Invierno ¿qué pasa en tus ojos? Ya no los veo brillar, toda esa nieve que cae por caer parece no tener fin, sabes que otra estación espera detrás de ti, nada es eterno, pero en tu mundo vos sos eterno, todo se termina para ti cuando terminas. Dejaste esas aguas quietas, congeladas, deseando que te marches y en el deshielo mostrar toda su furia y por fin moverse, recorrer montañas, llanuras, caminos, mojar las bocas de esos que tanta sed tienen, mojar mil bocas, evaporarse... Besar los cielos! Formar las nubes que taparan lo azul del firmamento, que decorarán mil fotos, que se expresaran en truenos, que desataran la lluvia que otra vez te empuja al suelo, o al océano, o donde el destino diga que es el lugar indicado para esperar otro invierno... A vos invierno!
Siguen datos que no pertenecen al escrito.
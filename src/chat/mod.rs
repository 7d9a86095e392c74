//! Interactive prompt REPL for rosh.
//!
//! Reads prompts from a [`LineSource`], submits each through the
//! [`Session`], and stops on `/bye`, end of input, or the first failed
//! turn. Requests are strictly sequential: a prompt is fully resolved
//! before the next one is read.
//!
//! # Input behavior
//!
//! - **Ctrl+C while typing**: discards the pending prompt, stays in the REPL
//! - **Ctrl+C during a request**: abandons that request, stays in the REPL
//! - **Ctrl+D**: exits cleanly
//! - **`/bye`**: exits without submitting the pending prompt

mod input;
mod lines;

pub use lines::{LineSource, ReadLine, ReadlineSource};

use colored::Colorize;
use tracing::{info, warn};

use crate::constants::{CONTINUATION_LABEL, PROMPT_LABEL};
use crate::output::Renderer;
use crate::session::{Session, TurnError};
use input::{Collected, PromptCollector};

/// How a chat session ended.
#[derive(Debug, Clone, Copy, PartialEq, Eq)]
pub enum SessionEnd {
    /// The user typed `/bye`.
    Bye,
    /// Input was exhausted.
    EndOfInput,
    /// A turn failed and the loop stopped.
    Failed,
}

impl SessionEnd {
    pub fn is_failure(self) -> bool {
        self == SessionEnd::Failed
    }
}

/// Waits for Ctrl+C. Never resolves if the signal handler cannot be installed.
async fn interrupted() {
    if tokio::signal::ctrl_c().await.is_err() {
        std::future::pending::<()>().await;
    }
}

/// Runs the REPL until the session ends.
pub async fn run_chat(
    session: &mut Session,
    lines: &mut dyn LineSource,
    renderer: &mut dyn Renderer,
) -> SessionEnd {
    let mut collector = PromptCollector::new(session.input_mode());
    let mut turns = 0usize;

    loop {
        let label = if collector.is_empty() {
            PROMPT_LABEL
        } else {
            CONTINUATION_LABEL
        };

        let line = match lines.read_line(label) {
            Ok(ReadLine::Line(line)) => line,
            Ok(ReadLine::Interrupted) => {
                collector.reset();
                println!("{}", "^C".dimmed());
                continue;
            }
            Ok(ReadLine::Eof) => {
                println!("{}", "goodbye.".dimmed());
                info!(turns, "input exhausted");
                return SessionEnd::EndOfInput;
            }
            Err(e) => {
                renderer.render_error(&e.to_string());
                return SessionEnd::Failed;
            }
        };

        let prompt = match collector.push_line(&line) {
            Collected::Pending => continue,
            Collected::Bye => {
                println!("{}", "goodbye.".dimmed());
                info!(turns, "session ended by user");
                return SessionEnd::Bye;
            }
            Collected::Prompt(prompt) => prompt,
        };
        lines.remember(&prompt);
        println!();

        match session.turn(&prompt, renderer, interrupted()).await {
            Ok(()) => turns += 1,
            Err(TurnError::Cancelled) => {
                println!();
                println!("{}", "cancelled.".dimmed());
            }
            Err(e) => {
                warn!(error = %e, "turn failed, ending session");
                renderer.render_error(&e.to_string());
                return SessionEnd::Failed;
            }
        }
    }
}
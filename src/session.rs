//! Session state for rosh.
//!
//! A [`Session`] lives for the whole process: it owns the HTTP [`Client`]
//! (server address and model) and the [`Transcript`], both fixed at startup.
//! [`Session::turn`] resolves one prompt end to end.

use std::future::Future;

use thiserror::Error;
use tracing::debug;

use crate::client::{Client, ClientError};
use crate::config::{InputMode, Settings};
use crate::output::Renderer;
use crate::transcript::{Transcript, TranscriptError};

/// Why a turn did not complete.
#[derive(Debug, Error)]
pub enum TurnError {
    #[error(transparent)]
    Client(#[from] ClientError),

    #[error(transparent)]
    Transcript(#[from] TranscriptError),

    #[error("request cancelled")]
    Cancelled,
}

/// An active prompt/response session.
pub struct Session {
    client: Client,
    transcript: Transcript,
    input_mode: InputMode,
    separator: String,
}

impl Session {
    pub fn new(
        client: Client,
        transcript: Transcript,
        input_mode: InputMode,
        separator: impl Into<String>,
    ) -> Self {
        Self {
            client,
            transcript,
            input_mode,
            separator: separator.into(),
        }
    }

    /// Builds the client and opens the transcript from resolved settings.
    pub fn from_settings(
        settings: &Settings,
        separator: impl Into<String>,
    ) -> anyhow::Result<Self> {
        let client = Client::from_settings(settings)?;
        let transcript = Transcript::open(settings.transcript.as_deref())?;
        Ok(Self::new(client, transcript, settings.input_mode, separator))
    }

    pub fn address(&self) -> &str {
        self.client.address()
    }

    pub fn model(&self) -> &str {
        self.client.model()
    }

    pub fn input_mode(&self) -> InputMode {
        self.input_mode
    }

    pub fn transcript(&self) -> &Transcript {
        &self.transcript
    }

    /// Submits one prompt, renders the result and records it.
    ///
    /// Resolving `cancel` before the response is complete abandons the
    /// request. Nothing is written to the transcript unless the whole turn
    /// succeeded.
    pub async fn turn<C>(
        &mut self,
        prompt: &str,
        renderer: &mut dyn Renderer,
        cancel: C,
    ) -> Result<(), TurnError>
    where
        C: Future<Output = ()>,
    {
        debug!(chars = prompt.chars().count(), "submitting prompt");

        let response = tokio::select! {
            result = self.client.submit(prompt, &mut *renderer) => result?,
            _ = cancel => return Err(TurnError::Cancelled),
        };

        // Streamed text was already echoed while decoding.
        if !self.client.is_streaming() {
            renderer.render_response(&response);
        }

        self.transcript.append(prompt, &response, &self.separator)?;
        Ok(())
    }
}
Alguien te espera, algo se mueve demasiado, algo necesita acomodarse y estar quieto, pero un caprichoso ciclo sin fin lo dejará quieto, lo dejará moverse, lo dejará a merced de necesidades externas, expuesto en un contexto que de sí mismo no dependerá, lo dejará quieto de nuevo hasta que esa inquietud, la que todo ser tiene, le diga que se mueva o solo lo obligue a moverse y aceptar que todo es moverse y relajarse, moverse y estar quieto y un día no moverse y ver que opina el resto de como nos movimos.